•
Author: Natasha Glover •
∞
All living organisms descended from a common ancestor, and therefore all living organisms have some genes in common. Therefore, we can take any two species on the tree of life and find out what set of genes were present in the common ancestor of the two species by looking for the genes that they still share to this day. When two species are closely related, i.e. close together on the tree of life, we can observe that much of their genome is the same. But what do I mean by “same”, and what do I mean by “shared”?
Genomes are complex, with many layers of control (DNA-level, RNA-level, protein-level, epigenetic level, alternative splicing-level, protein-protein interaction level, transposable element-level, etc). Because of this complexity, there could be many ways to compare the genomes of two different species to determine which portion of the genome is shared.
In this blog post, when I refer to “shared” parts of the genome, I’m referring to orthologs, which are genes in different species that started diverging due to a speciation event. Orthologs can be inferred from complete genome sequences, and there are many different methods to do this. In particular, I will focus on the Dessimoz lab’s method and database, Orthologous MAtrix, or OMA. OMA uses protein sequences from whole genome annotations to compute orthologs between over 2000 species. The OMA algorithm is graph-based, compares all protein sequences to all others to find the closest between two genomes, allows for duplicates, and uses information from related genomes to improve the calling. OMA is available at https://omabrowser.org/.
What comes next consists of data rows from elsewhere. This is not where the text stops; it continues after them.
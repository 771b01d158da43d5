//! Headless page runner.
//!
//! Mounts a page without a UI: every component is backed by a component
//! that logs its aspects whenever it renders. Useful for exercising a
//! backend's bindings from a terminal.
//!
//! Usage: `dazzler-client [page-url]` (falls back to `DAZZLER_PAGE_URL`).

use std::collections::BTreeSet;

use dazzler_client::hydration::{prepare_props, Component, LiveProps, Package, PackageRegistry};
use dazzler_client::page::{fetch_page_info, Page};
use dazzler_client::requirements::HttpRequirementLoader;
use dazzler_client::storage::Storage;
use dazzler_client::{ApiClient, ConnectionState, RenderOptions};
use dazzler_shared::AspectValue;
use tracing_subscriber::EnvFilter;

struct TracingComponent {
    label: String,
}

impl Component for TracingComponent {
    fn render(&self, aspects: &LiveProps) {
        let wire = serde_json::to_string(&prepare_props(aspects)).unwrap_or_default();
        tracing::info!("render {}: {}", self.label, wire);
    }
}

/// Every package named anywhere in the layout or the package table.
fn declared_packages(layout: &AspectValue, known: impl Iterator<Item = String>) -> BTreeSet<String> {
    fn walk(value: &AspectValue, out: &mut BTreeSet<String>) {
        match value {
            AspectValue::Scalar(_) => {}
            AspectValue::Component(descriptor) => {
                out.insert(descriptor.package.clone());
                descriptor.aspects.values().for_each(|v| walk(v, out));
            }
            AspectValue::Sequence(items) => items.iter().for_each(|v| walk(v, out)),
            AspectValue::Record(entries) => entries.values().for_each(|v| walk(v, out)),
        }
    }

    let mut out: BTreeSet<String> = known.collect();
    walk(layout, &mut out);
    out
}

#[tokio::main]
async fn main() -> anyhow::Result<()> {
    tracing_subscriber::fmt()
        .with_env_filter(
            EnvFilter::try_from_default_env()
                .unwrap_or_else(|_| EnvFilter::new("dazzler_client=debug")),
        )
        .init();

    let arg = std::env::args().nth(1);
    let options = RenderOptions::from_env(arg.as_deref())?;
    tracing::info!("Loading {}", options.page_url);

    let client = ApiClient::new();
    let info = fetch_page_info(&client, &options.page_url).await?;

    let mut registry = PackageRegistry::new();
    for name in declared_packages(&info.layout, info.packages.keys().cloned()) {
        registry.register(Package::new(name.clone()).with_fallback(move |descriptor| {
            Box::new(TracingComponent {
                label: format!("{}.{}#{}", name, descriptor.name, descriptor.identity),
            })
        }));
    }

    let loader = HttpRequirementLoader::new(client, options.page_url.clone());
    let page = Page::start(options, registry, info, &loader, Storage::for_app("dazzler")).await?;
    tracing::info!(
        "Page {} ready, {} assets loaded, {} components bound",
        page.info().page,
        loader.cache().len(),
        page.updater().bound_identities().len()
    );

    let mut states = page.watch_connection();
    tokio::spawn(async move {
        while states.changed().await.is_ok() {
            let state = states.borrow_and_update().clone();
            match state {
                ConnectionState::Failed { reason } => {
                    tracing::warn!("Connection lost for good: {}", reason);
                    break;
                }
                other => tracing::info!("Connection {:?}", other),
            }
        }
    });

    tokio::signal::ctrl_c().await?;
    tracing::info!("Shutting down");
    page.shutdown();
    Ok(())
}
It’s quite well-publicized that humans and chimps are extremely similar in terms of gene content, which is why they could be considered our evolutionary cousins1. However, when two species are more distantly related, there is less of their genomes which are the same. But how distant can we go in the tree of life and still see the same genes between different species? For example, how many genes do I (a human) have in common with a plant? Can we even detect orthologs between two species so evolutionarily distant? And if so, what biological/functional role do these genes play?
In this blog post, I will show how to use OMA and some of its tools to find out how much of the human genome we share with plants. There are many different plant species with their genomes’ sequenced, so I will use the extensively-studied model species Arabidopsis thaliana as the representative plant to compare the human protein-coding genes to.
Setup
For the remainder of this blog post, I will show how to use the OMA database, accessed via the python REST API, to get ortholog pairs between two genomes.
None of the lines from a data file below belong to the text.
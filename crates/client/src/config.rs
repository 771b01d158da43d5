//! Render options, built in code or read from the environment.

use std::time::Duration;

use url::Url;

use crate::error::{DazzlerError, Result};
use crate::ws::ReconnectConfig;

/// Options for mounting one page.
#[derive(Debug, Clone)]
pub struct RenderOptions {
    /// Page to bootstrap from; also the base of the WebSocket path.
    pub page_url: Url,
    /// WebSocket host override. Empty means the page host.
    pub base_url: String,
    /// Accepted for compatibility with page hosts; the engine does not ping.
    pub ping: bool,
    pub ping_interval: Duration,
    /// Reconnect attempts after the socket closes.
    pub retries: u32,
    /// Fixed delay before each reconnect attempt.
    pub retry_delay: Duration,
}

impl RenderOptions {
    pub fn new(page_url: Url) -> Self {
        let reconnect = ReconnectConfig::default();
        Self {
            page_url,
            base_url: String::new(),
            ping: false,
            ping_interval: Duration::from_secs(30),
            retries: reconnect.max_attempts,
            retry_delay: reconnect.delay,
        }
    }

    /// Parse render options from environment variables.
    ///
    /// Environment variables:
    /// - `DAZZLER_PAGE_URL`: page to mount (required unless `page_url` is given)
    /// - `DAZZLER_BASE_URL`: WebSocket host override (default: page host)
    /// - `DAZZLER_RETRIES`: reconnect cap (default: 30)
    /// - `DAZZLER_RETRY_DELAY_MS`: delay between reconnects (default: 1000)
    /// - `DAZZLER_PING`: "true" | "false" (default: "false")
    /// - `DAZZLER_PING_INTERVAL`: seconds (default: 30)
    pub fn from_env(page_url: Option<&str>) -> Result<Self> {
        let raw_url = match page_url {
            Some(url) => url.to_string(),
            None => std::env::var("DAZZLER_PAGE_URL")
                .map_err(|_| DazzlerError::Config("DAZZLER_PAGE_URL is not set".to_string()))?,
        };
        let page_url = Url::parse(&raw_url)
            .map_err(|e| DazzlerError::Config(format!("Invalid page URL {}: {}", raw_url, e)))?;

        let mut options = Self::new(page_url);
        options.base_url = std::env::var("DAZZLER_BASE_URL").unwrap_or_default();
        if let Some(retries) = env_parse("DAZZLER_RETRIES")? {
            options.retries = retries;
        }
        if let Some(ms) = env_parse::<u64>("DAZZLER_RETRY_DELAY_MS")? {
            options.retry_delay = Duration::from_millis(ms);
        }
        if let Some(ping) = env_parse("DAZZLER_PING")? {
            options.ping = ping;
        }
        if let Some(secs) = env_parse::<u64>("DAZZLER_PING_INTERVAL")? {
            options.ping_interval = Duration::from_secs(secs);
        }
        Ok(options)
    }

    pub fn with_base_url(mut self, base_url: impl Into<String>) -> Self {
        self.base_url = base_url.into();
        self
    }

    pub fn with_retries(mut self, retries: u32, delay: Duration) -> Self {
        self.retries = retries;
        self.retry_delay = delay;
        self
    }

    pub fn reconnect(&self) -> ReconnectConfig {
        ReconnectConfig {
            max_attempts: self.retries,
            delay: self.retry_delay,
        }
    }
}

fn env_parse<T: std::str::FromStr>(name: &str) -> Result<Option<T>> {
    match std::env::var(name) {
        Ok(raw) => raw
            .trim()
            .to_lowercase()
            .parse()
            .map(Some)
            .map_err(|_| DazzlerError::Config(format!("Invalid value for {}: {}", name, raw))),
        Err(_) => Ok(None),
    }
}

#[cfg(test)]
mod tests {
    use super::*;

    #[test]
    fn defaults() {
        let options = RenderOptions::new(Url::parse("http://localhost/page").unwrap());
        assert_eq!(options.retries, 30);
        assert_eq!(options.retry_delay, Duration::from_millis(1000));
        assert!(options.base_url.is_empty());
    }

    #[test]
    fn explicit_url_wins_and_bad_urls_fail() {
        let options = RenderOptions::from_env(Some("https://example.com/p")).unwrap();
        assert_eq!(options.page_url.host_str(), Some("example.com"));
        assert!(matches!(
            RenderOptions::from_env(Some("not a url")),
            Err(DazzlerError::Config(_))
        ));
    }
}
In python, I use the requests library to send queries for information to the server housing the OMA database. Pandas is a well-known python library for working with dataframes, so I will use that for analysis. For more information, see:
Let’s start our python code by importing libraries:
import requests
import json
import pandas as pd
The OMA API is accessible from the following link, so we will save it for later use in our code:
api_url = "https://omabrowser.org/api"
Getting pairwise orthologs with the OMA API
Pairwise orthologs are computed between all pairs of species in OMA as part of the normal OMA pipeline. Accessing the data will result in a list of pairs of genes, one from one species and the other from the other species. Any one gene may be involved in several different pairs, depending of if its ortholog has undergone duplication or not.
It is important to note that here we are only using pairs of orthologs. In OMA, we report several types of orthologs, namely pairs of orthologs or groups of orthologs (Hierarchical Orthologous Groups (HOGs). We use the pairs as the basis for building HOGs, which aggregates orthologous pairs together into clusters at different taxonomic levels. Some ortholog pairs are removed, and some new pairs are inferred when creating HOGs. Therefore, the set of orthologs deduced from HOGs will be slightly different than the set of orthologs purely from the pairs.
Here we will use the API to request all the pairwise orthologs between Homo sapiens and Arabidopsis thaliana. OMA uses either the NCBI taxon identifier or the 5-letter UniProt species code to identify species. I will use the UniProt codes, which are “HUMAN” and “ARATH.” To request the ortholog pairs between HUMAN and ARATH, the request would simply look like:
requests.get(api_url + '/pairs/HUMAN/ARATH/')
However, when sending a request that returns long lists, i.e. lists of thousands of genes, the OMA API uses pagination. This means all the results won’t be returned at once, but sequentially page by page, with only 100 results per page. This is a safeguard to make sure the OMA servers don’t get overloaded with requests. Here I show a simple workaround to get all of the pairs.
Get all pairs
genome1 = "HUMAN"
genome2 = "ARATH"
#get first page
response = requests.get(api_url + '/pairs/{}/{}/'.format(genome1, genome2))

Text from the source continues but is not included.